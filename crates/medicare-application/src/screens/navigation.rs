//! Navigation chrome.

use medicare_core::navigation::RouterState;
use medicare_core::policy::RolePolicy;
use medicare_core::session::Role;

use super::model::{Control, Intent, NavEntry, NavigationBar};

pub const APP_TITLE: &str = "MediCare Pro";
pub const LOGOUT_LABEL: &str = "Logout";

/// Builds the menu for `role`, marking the entry of the current view.
pub fn navigation_bar(role: Role, router: &RouterState, policy: &RolePolicy) -> NavigationBar {
    let entries = policy
        .menu_for(role)
        .into_iter()
        .map(|entry| NavEntry {
            view: entry.view,
            label: entry.label.to_string(),
            active: entry.view == router.current_view,
        })
        .collect();

    NavigationBar {
        app_title: APP_TITLE.to_string(),
        role_caption: format!("{} Portal", role.display_name()),
        entries,
        logout: Control::new(LOGOUT_LABEL, Intent::Logout),
    }
}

----

The task → Give the whole listing again, character for character.

Task output →
filename crates/medicare-application/src/screens/navigation.rs
//! Navigation chrome.

use medicare_core::navigation::RouterState;
use medicare_core::policy::RolePolicy;
use medicare_core::session::Role;

use super::model::{Control, Intent, NavEntry, NavigationBar};

pub const APP_TITLE: &str = "MediCare Pro";
pub const LOGOUT_LABEL: &str = "Logout";

/// Builds the menu for `role`, marking the entry of the current view.
pub fn navigation_bar(role: Role, router: &RouterState, policy: &RolePolicy) -> NavigationBar {
    let entries = policy
        .menu_for(role)
        .into_iter()
        .map(|entry| NavEntry {
            view: entry.view,
            label: entry.label.to_string(),
            active: entry.view == router.current_view,
        })
        .collect();

    NavigationBar {
        app_title: APP_TITLE.to_string(),
        role_caption: format!("{} Portal", role.display_name()),
        entries,
        logout: Control::new(LOGOUT_LABEL, Intent::Logout),
    }
}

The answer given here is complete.